[What the exercise asks]
Check each line of the listing below for the string "sampled", and give only how many lines hold it.

[Data]
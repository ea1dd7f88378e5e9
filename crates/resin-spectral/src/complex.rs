//! Double-precision complex numbers.

use std::fmt;
use std::ops::{Add, AddAssign, Div, DivAssign, Index, Mul, MulAssign, Neg, Sub, SubAssign};

#[cfg(feature = "serde")]
use serde::{Deserialize, Serialize};

use crate::SpectralError;

/// A complex number for FFT operations.
#[derive(Debug, Clone, Copy, Default, PartialEq)]
#[cfg_attr(feature = "serde", derive(Serialize, Deserialize))]
pub struct Complex {
    /// Real part.
    pub re: f64,
    /// Imaginary part.
    pub im: f64,
}

impl Complex {
    /// `0 + 0i`.
    pub const ZERO: Self = Self::new(0.0, 0.0);
    /// `1 + 0i`.
    pub const ONE: Self = Self::new(1.0, 0.0);
    /// The imaginary unit.
    pub const I: Self = Self::new(0.0, 1.0);

    /// Creates a new complex number.
    pub const fn new(re: f64, im: f64) -> Self {
        Self { re, im }
    }

    /// Creates a purely real complex number.
    pub const fn from_real(re: f64) -> Self {
        Self::new(re, 0.0)
    }

    /// Creates a purely imaginary complex number.
    pub const fn from_imag(im: f64) -> Self {
        Self::new(0.0, im)
    }

    /// Creates a complex number from polar coordinates.
    pub fn from_polar(mag: f64, phase: f64) -> Self {
        Self::from_angle(phase) * mag
    }

    /// Unit phasor `cos θ + i·sin θ`.
    pub fn from_angle(theta: f64) -> Self {
        Self::new(theta.cos(), theta.sin())
    }

    /// Returns the magnitude (absolute value).
    pub fn mag(&self) -> f64 {
        self.mag_sq().sqrt()
    }

    /// Returns the squared magnitude (avoids sqrt).
    pub fn mag_sq(&self) -> f64 {
        self.re * self.re + self.im * self.im
    }

    /// Returns the phase angle.
    pub fn phase(&self) -> f64 {
        self.im.atan2(self.re)
    }

    /// Returns the complex conjugate.
    pub fn conj(&self) -> Self {
        Self::new(self.re, -self.im)
    }

    /// Multiplies both parts by a real factor.
    pub fn scale(&self, factor: f64) -> Self {
        Self::new(self.re * factor, self.im * factor)
    }

    /// Returns `1 / self`. Zero yields NaN/Inf components.
    pub fn recip(&self) -> Self {
        Self::ONE / *self
    }

    /// Divides by `rhs`, failing instead of producing NaN/Inf when `rhs` is zero.
    pub fn checked_div(&self, rhs: Self) -> Result<Self, SpectralError> {
        if rhs.mag_sq() == 0.0 {
            return Err(SpectralError::ComplexDivisionByZero);
        }
        Ok(*self / rhs)
    }

    /// Raises to an integer power.
    pub fn powi(&self, n: i32) -> Self {
        match n {
            0 => Self::ONE,
            1 => *self,
            -1 => self.recip(),
            2 => *self * *self,
            -2 => (*self * *self).recip(),
            _ => self.powf(n as f64),
        }
    }

    /// Raises to a real power via polar form: `|z|^n · (cos nθ + i·sin nθ)`.
    pub fn powf(&self, n: f64) -> Self {
        let theta = self.phase();
        Self::from_angle(n * theta) * self.mag_sq().powf(n / 2.0)
    }
}

impl fmt::Display for Complex {
    fn fmt(&self, f: &mut fmt::Formatter<'_>) -> fmt::Result {
        match (self.re != 0.0, self.im) {
            (true, im) if im > 0.0 => write!(f, "{}+{}i", self.re, im),
            (true, im) if im < 0.0 => write!(f, "{}-{}i", self.re, -im),
            (true, _) => write!(f, "{}", self.re),
            (false, im) if im == 0.0 => write!(f, "0"),
            (false, im) => write!(f, "{}i", im),
        }
    }
}

impl Index<usize> for Complex {
    type Output = f64;

    /// Component access: 0 is the real part, 1 the imaginary part.
    fn index(&self, index: usize) -> &f64 {
        match index {
            0 => &self.re,
            1 => &self.im,
            _ => panic!("complex component index must be 0 or 1, got {index}"),
        }
    }
}

impl From<f64> for Complex {
    fn from(re: f64) -> Self {
        Self::from_real(re)
    }
}

impl std::iter::Sum for Complex {
    fn sum<I: Iterator<Item = Self>>(iter: I) -> Self {
        iter.fold(Self::ZERO, |acc, c| acc + c)
    }
}

impl Neg for Complex {
    type Output = Self;
    fn neg(self) -> Self {
        Self::new(-self.re, -self.im)
    }
}

impl Add for Complex {
    type Output = Self;
    fn add(self, rhs: Self) -> Self {
        Self::new(self.re + rhs.re, self.im + rhs.im)
    }
}

impl Sub for Complex {
    type Output = Self;
    fn sub(self, rhs: Self) -> Self {
        Self::new(self.re - rhs.re, self.im - rhs.im)
    }
}

impl Mul for Complex {
    type Output = Self;
    fn mul(self, rhs: Self) -> Self {
        Self::new(
            self.re * rhs.re - self.im * rhs.im,
            self.re * rhs.im + self.im * rhs.re,
        )
    }
}

impl Div for Complex {
    type Output = Self;
    /// `self × conj(rhs) / |rhs|²`; a zero divisor propagates NaN/Inf.
    fn div(self, rhs: Self) -> Self {
        self * (rhs.conj() / rhs.mag_sq())
    }
}

impl Add<f64> for Complex {
    type Output = Self;
    fn add(self, rhs: f64) -> Self {
        self + Self::from_real(rhs)
    }
}

impl Sub<f64> for Complex {
    type Output = Self;
    fn sub(self, rhs: f64) -> Self {
        self - Self::from_real(rhs)
    }
}

impl Mul<f64> for Complex {
    type Output = Self;
    fn mul(self, rhs: f64) -> Self {
        self.scale(rhs)
    }
}

impl Div<f64> for Complex {
    type Output = Self;
    fn div(self, rhs: f64) -> Self {
        Self::new(self.re / rhs, self.im / rhs)
    }
}

impl Add<Complex> for f64 {
    type Output = Complex;
    fn add(self, rhs: Complex) -> Complex {
        Complex::from_real(self) + rhs
    }
}

impl Sub<Complex> for f64 {
    type Output = Complex;
    fn sub(self, rhs: Complex) -> Complex {
        Complex::from_real(self) - rhs
    }
}

impl Mul<Complex> for f64 {
    type Output = Complex;
    fn mul(self, rhs: Complex) -> Complex {
        rhs.scale(self)
    }
}

impl Div<Complex> for f64 {
    type Output = Complex;
    fn div(self, rhs: Complex) -> Complex {
        Complex::from_real(self) / rhs
    }
}

macro_rules! assign_ops {
    ($($trait:ident :: $method:ident => $op:tt),* $(,)?) => {
        $(
            impl $trait for Complex {
                fn $method(&mut self, rhs: Self) {
                    *self = *self $op rhs;
                }
            }

            impl $trait<f64> for Complex {
                fn $method(&mut self, rhs: f64) {
                    *self = *self $op rhs;
                }
            }
        )*
    };
}

assign_ops! {
    AddAssign::add_assign => +,
    SubAssign::sub_assign => -,
    MulAssign::mul_assign => *,
    DivAssign::div_assign => /,
}
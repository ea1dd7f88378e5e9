//! FFT-based frequency spectrum images.
//!
//! This crate turns one channel of an image into a picture of its frequency
//! spectrum:
//! - [`Complex`] - double-precision complex arithmetic
//! - [`fft_real`] / [`fft_complex`] / [`fft2d`] - radix-2 Cooley-Tukey transforms
//! - [`half_shift`] / [`flip_left_half`] / [`fft_shift`] - display reordering
//! - [`log_intensities`] / [`render_magnitudes`] - log-compressed rendering
//! - [`PixelStore`] / [`PixelBuffer`] - channel-addressable RGBA storage
//! - [`SpectrumView`] - the whole pipeline as one serializable operation
//!
//! # Example
//!
//! ```
//! use rhizome_resin_spectral::{Channel, PixelBuffer, SpectrumLayout, SpectrumView};
//!
//! let mut image = PixelBuffer::new(8, 8);
//! for y in 0..8 {
//!     for x in 0..8 {
//!         let stripe = if x % 2 == 0 { 255 } else { 0 };
//!         image.set_channel_at(stripe, x, y, Channel::Grayscale).unwrap();
//!     }
//! }
//!
//! let view = SpectrumView::new(Channel::Grayscale).with_layout(SpectrumLayout::Flattened);
//! let spectrum = view.apply(&image).unwrap();
//! assert_eq!(spectrum.dimensions(), (8, 8));
//! ```

mod complex;
mod error;
mod fft;
mod pipeline;
mod pixel;
mod reorder;
mod render;

pub use complex::Complex;
pub use error::SpectralError;
pub use fft::{check_dimensions, fft_complex, fft_real, fft2d};
pub use pipeline::{SpectrumLayout, SpectrumView};
pub use pixel::{Channel, PixelBuffer, PixelStore};
pub use reorder::{fft_shift, flip_left_half, half_shift};
pub use render::{
    DEFAULT_LOG_GAIN, check_log_gain, log_intensities, peak_magnitude, render_magnitudes,
};
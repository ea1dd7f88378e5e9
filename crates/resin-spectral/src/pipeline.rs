//! The channel-to-spectrum-image operation.

#[cfg(feature = "serde")]
use serde::{Deserialize, Serialize};
use tracing::{debug, trace};

use crate::fft::{check_dimensions, fft_real, fft2d};
use crate::reorder::{fft_shift, flip_left_half, half_shift};
use crate::render::{DEFAULT_LOG_GAIN, check_log_gain, peak_magnitude, render_magnitudes};
use crate::{Channel, Complex, PixelBuffer, PixelStore, SpectralError};

/// How the transform output is arranged for display.
#[derive(Debug, Clone, Copy, PartialEq, Eq, Default)]
#[cfg_attr(feature = "serde", derive(Serialize, Deserialize))]
#[cfg_attr(feature = "serde", serde(rename_all = "lowercase"))]
pub enum SpectrumLayout {
    /// One 1D transform over the row-major flattened grid, folded twice with
    /// [`half_shift`] and mirrored with [`flip_left_half`].
    #[default]
    Flattened,
    /// Row-then-column 2D transform with a quadrant [`fft_shift`].
    Separable,
}

impl std::str::FromStr for SpectrumLayout {
    type Err = String;

    fn from_str(s: &str) -> Result<Self, Self::Err> {
        match s.to_ascii_lowercase().as_str() {
            "flattened" | "flat" => Ok(SpectrumLayout::Flattened),
            "separable" | "2d" => Ok(SpectrumLayout::Separable),
            other => Err(format!("unknown layout: {other}")),
        }
    }
}

/// Renders one channel of an image as its log-scaled magnitude spectrum.
///
/// Operations are serializable structs with `apply` methods.
///
/// # Example
///
/// ```
/// use rhizome_resin_spectral::{Channel, PixelBuffer, PixelStore, SpectrumView};
///
/// let image = PixelBuffer::from_luma(2, 2, &[10, 20, 30, 40]).unwrap();
/// let spectrum = SpectrumView::default().apply(&image).unwrap();
///
/// assert_eq!(spectrum.dimensions(), (2, 2));
/// assert_eq!(spectrum.channel_value(3, Channel::Red).unwrap(), 255);
/// ```
#[derive(Debug, Clone, Copy, PartialEq)]
#[cfg_attr(feature = "serde", derive(Serialize, Deserialize))]
#[cfg_attr(feature = "serde", serde(default))]
pub struct SpectrumView {
    /// Channel sampled from the source image.
    pub channel: Channel,
    /// Display arrangement of the transformed data.
    pub layout: SpectrumLayout,
    /// Gain applied to magnitudes before log compression.
    pub log_gain: f64,
}

impl Default for SpectrumView {
    fn default() -> Self {
        Self {
            channel: Channel::Grayscale,
            layout: SpectrumLayout::Flattened,
            log_gain: DEFAULT_LOG_GAIN,
        }
    }
}

impl SpectrumView {
    /// Creates a view of the given channel with default settings.
    pub fn new(channel: Channel) -> Self {
        Self {
            channel,
            ..Self::default()
        }
    }

    /// Sets the sampled channel.
    pub fn with_channel(mut self, channel: Channel) -> Self {
        self.channel = channel;
        self
    }

    /// Sets the display layout.
    pub fn with_layout(mut self, layout: SpectrumLayout) -> Self {
        self.layout = layout;
        self
    }

    /// Sets the log compression gain.
    pub fn with_log_gain(mut self, log_gain: f64) -> Self {
        self.log_gain = log_gain;
        self
    }

    /// Checks settings that deserialization and the builders accept unchecked.
    pub fn validate(&self) -> Result<(), SpectralError> {
        check_log_gain(self.log_gain)
    }

    /// Computes the reordered complex spectrum without rendering it.
    pub fn spectrum<S: PixelStore + ?Sized>(&self, store: &S) -> Result<Vec<Complex>, SpectralError> {
        let (width, height) = (store.width(), store.height());
        let len = check_dimensions(width, height)?;

        let samples = (0..len)
            .map(|i| store.channel_value(i, self.channel).map(f64::from))
            .collect::<Result<Vec<_>, _>>()?;
        debug!(width, height, channel = ?self.channel, layout = ?self.layout, "transforming");

        let spectrum = match self.layout {
            SpectrumLayout::Flattened => {
                let transformed = fft_real(&samples)?;
                trace!(dc = %transformed[0], "flattened transform done");
                let folded = half_shift(&transformed, width, height);
                let folded = half_shift(&folded, width, height);
                flip_left_half(&folded, width, height)
            }
            SpectrumLayout::Separable => {
                let transformed = fft2d(&samples, width, height)?;
                trace!(dc = %transformed[0], "separable transform done");
                fft_shift(&transformed, width, height)
            }
        };
        Ok(spectrum)
    }

    /// Applies this operation, producing an opaque grayscale image.
    pub fn apply<S: PixelStore + ?Sized>(&self, store: &S) -> Result<PixelBuffer, SpectralError> {
        self.validate()?;
        let spectrum = self.spectrum(store)?;
        debug!(peak = peak_magnitude(&spectrum), "rendering spectrum");
        render_magnitudes(&spectrum, store.width(), store.height(), self.log_gain)
    }
}

#[cfg(test)]
mod tests {
    use super::*;

    fn gray_2x2() -> PixelBuffer {
        PixelBuffer::from_luma(2, 2, &[10, 20, 30, 40]).unwrap()
    }

    #[test]
    fn test_end_to_end_2x2() {
        let view = SpectrumView::default();

        let spectrum = view.spectrum(&gray_2x2()).unwrap();
        let expected = [
            Complex::new(-20.0, 20.0),
            Complex::new(-20.0, 0.0),
            Complex::new(-20.0, -20.0),
            Complex::new(100.0, 0.0),
        ];
        for (got, want) in spectrum.iter().zip(&expected) {
            assert!((*got - *want).mag() < 1e-9, "Mismatch: {} vs {}", got, want);
        }

        let image = view.apply(&gray_2x2()).unwrap();
        assert_eq!(
            image.as_bytes(),
            &[
                90, 90, 90, 255, //
                65, 65, 65, 255, //
                90, 90, 90, 255, //
                255, 255, 255, 255,
            ]
        );
    }

    #[test]
    fn test_channel_selection() {
        let mut image = PixelBuffer::new(2, 2);
        image.set_channel_value(80, 0, Channel::Blue).unwrap();

        let red = SpectrumView::new(Channel::Red).apply(&image).unwrap();
        assert!(red.as_bytes().chunks(4).all(|p| p == [0, 0, 0, 255]));

        // A single impulse has a flat spectrum.
        let blue = SpectrumView::new(Channel::Blue).apply(&image).unwrap();
        assert!(blue.as_bytes().chunks(4).all(|p| p == [255, 255, 255, 255]));
    }

    #[test]
    fn test_uniform_image_peaks_once() {
        let image = PixelBuffer::from_luma(4, 4, &[50; 16]).unwrap();
        let out = SpectrumView::default().apply(&image).unwrap();
        let bright: Vec<usize> = (0..16)
            .filter(|&i| out.channel_value(i, Channel::Red).unwrap() == 255)
            .collect();
        // DC lands at index 0 before reordering; the 4x4 display order moves
        // source index 0 to position 10.
        assert_eq!(bright, vec![10]);
    }

    #[test]
    fn test_separable_layout_centers_dc() {
        let image = PixelBuffer::from_luma(4, 4, &[50; 16]).unwrap();
        let out = SpectrumView::default()
            .with_layout(SpectrumLayout::Separable)
            .apply(&image)
            .unwrap();
        for i in 0..16 {
            let expected = if i == 2 * 4 + 2 { 255 } else { 0 };
            assert_eq!(out.channel_value(i, Channel::Green).unwrap(), expected);
        }
    }

    #[test]
    fn test_rejects_non_power_of_two() {
        let image = PixelBuffer::new(3, 2);
        assert_eq!(
            SpectrumView::default().apply(&image),
            Err(SpectralError::InvalidDimensions {
                width: 3,
                height: 2
            })
        );
        assert!(SpectrumView::default().apply(&PixelBuffer::new(0, 0)).is_err());
    }

    #[test]
    fn test_single_pixel() {
        let image = PixelBuffer::from_luma(1, 1, &[77]).unwrap();
        let out = SpectrumView::default().apply(&image).unwrap();
        assert_eq!(out.as_bytes(), &[255, 255, 255, 255]);
    }

    #[test]
    fn test_rejects_degenerate_gain() {
        for gain in [0.0, -1.0, f64::NAN] {
            let view = SpectrumView::default().with_log_gain(gain);
            assert!(view.validate().is_err());
            assert!(matches!(
                view.apply(&gray_2x2()),
                Err(SpectralError::InvalidLogGain { .. })
            ));
        }
        assert_eq!(SpectrumView::default().validate(), Ok(()));
    }

    #[test]
    fn test_builder_and_parse() {
        let view = SpectrumView::new(Channel::Alpha)
            .with_layout(SpectrumLayout::Separable)
            .with_log_gain(0.5)
            .with_channel(Channel::Green);
        assert_eq!(view.channel, Channel::Green);
        assert_eq!(view.layout, SpectrumLayout::Separable);
        assert_eq!(view.log_gain, 0.5);
        assert_eq!("2d".parse::<SpectrumLayout>(), Ok(SpectrumLayout::Separable));
        assert!("polar".parse::<SpectrumLayout>().is_err());
    }

    #[cfg(feature = "serde")]
    #[test]
    fn test_serde_config() {
        let view: SpectrumView =
            serde_json::from_str(r#"{"channel": "blue", "layout": "separable"}"#).unwrap();
        assert_eq!(view.channel, Channel::Blue);
        assert_eq!(view.layout, SpectrumLayout::Separable);
        assert_eq!(view.log_gain, DEFAULT_LOG_GAIN);
    }

    #[cfg(feature = "serde")]
    #[test]
    fn test_serde_config_zero_gain_is_rejected() {
        let view: SpectrumView = serde_json::from_str(r#"{"log_gain": 0.0}"#).unwrap();
        assert_eq!(
            view.apply(&gray_2x2()),
            Err(SpectralError::InvalidLogGain { gain: 0.0 })
        );
    }
}
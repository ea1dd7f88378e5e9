#![no_main]

use libfuzzer_sys::fuzz_target;
use rhizome_resin_spectral::{Channel, PixelBuffer, SpectrumLayout, SpectrumView};

fuzz_target!(|data: &[u8]| {
    // First byte picks the grid shape, second the channel and layout.
    let [shape, mode, pixels @ ..] = data else {
        return;
    };
    let width = 1usize << (shape & 0x07).min(5);
    let height = 1usize << (shape >> 4).min(5);

    let mut rgba = pixels.to_vec();
    rgba.resize(width * height * 4, 0);
    let Ok(image) = PixelBuffer::from_rgba(width, height, rgba) else {
        return;
    };

    let channel = match mode & 0x07 {
        0 => Channel::Red,
        1 => Channel::Green,
        2 => Channel::Blue,
        3 => Channel::Alpha,
        _ => Channel::Grayscale,
    };
    let layout = if mode & 0x80 == 0 {
        SpectrumLayout::Flattened
    } else {
        SpectrumLayout::Separable
    };

    // Power-of-two grids must always render to an opaque image of the same size
    let out = SpectrumView::new(channel)
        .with_layout(layout)
        .apply(&image)
        .unwrap();
    assert_eq!(out.dimensions(), (width, height));
    assert!(out.as_bytes().chunks(4).all(|p| p[3] == 255));
});
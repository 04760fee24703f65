//! Build-phase association registry.
//!
//! The registry owns the model catalog while associations are declared.
//! Every declaration synthesizes foreign key attributes on the models it
//! touches, creates the associations it implies (inverse BelongsTo, paired
//! BelongsToMany, through legs) and enforces alias uniqueness per source
//! model. [`AssociationRegistry::freeze`] ends the build phase.

use super::graph::AssociationGraph;
use super::options::{
    AliasOption, AssociationKind, AssociationOptions, ForeignKeyOptions, InverseOptions,
    NormalizedOptions, ThroughModel, ThroughOptions, ThroughUnique,
};
use super::{Association, AssociationCore, AssociationId, BelongsTo, BelongsToMany, HasAssociation};
use crate::attribute::{AttributeDescriptor, ReferentialAction, References, UniqueKey};
use crate::error::{AssociationErrorKind, Error, Result};
use crate::inflection::{camelize, singularize, upper_first};
use crate::model::{ModelCatalog, ModelDefinition, ModelId, ModelName};
use crate::types::DataType;
use indexmap::IndexMap;
use std::collections::HashMap;

/// Association whose definition is creating a child association.
#[derive(Debug, Clone)]
struct ParentRef {
    id: AssociationId,
    alias: String,
}

/// The half of a BelongsToMany pair that is still being constructed.
#[derive(Debug, Clone)]
struct PairInfo {
    id: AssociationId,
    name: ModelName,
}

/// A declaration by model name, resolved once every model exists.
#[derive(Debug, Clone)]
struct PendingDeclaration {
    source: String,
    target: String,
    kind: AssociationKind,
    options: AssociationOptions,
}

enum Prepared {
    Existing(AssociationId),
    New(NormalizedOptions),
}

#[derive(Debug, Clone, Copy, PartialEq, Eq)]
enum Incompatibility {
    DifferentTypes,
    DifferentTargets,
    DifferentOptions,
}

/// Mutable association arena used during model definition.
#[derive(Debug, Default)]
pub struct AssociationRegistry {
    catalog: ModelCatalog,
    /// `None` while an association is under construction
    slots: Vec<Option<Association>>,
    by_source: HashMap<ModelId, IndexMap<String, AssociationId>>,
    pending: Vec<PendingDeclaration>,
}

[Response to this exercise]
2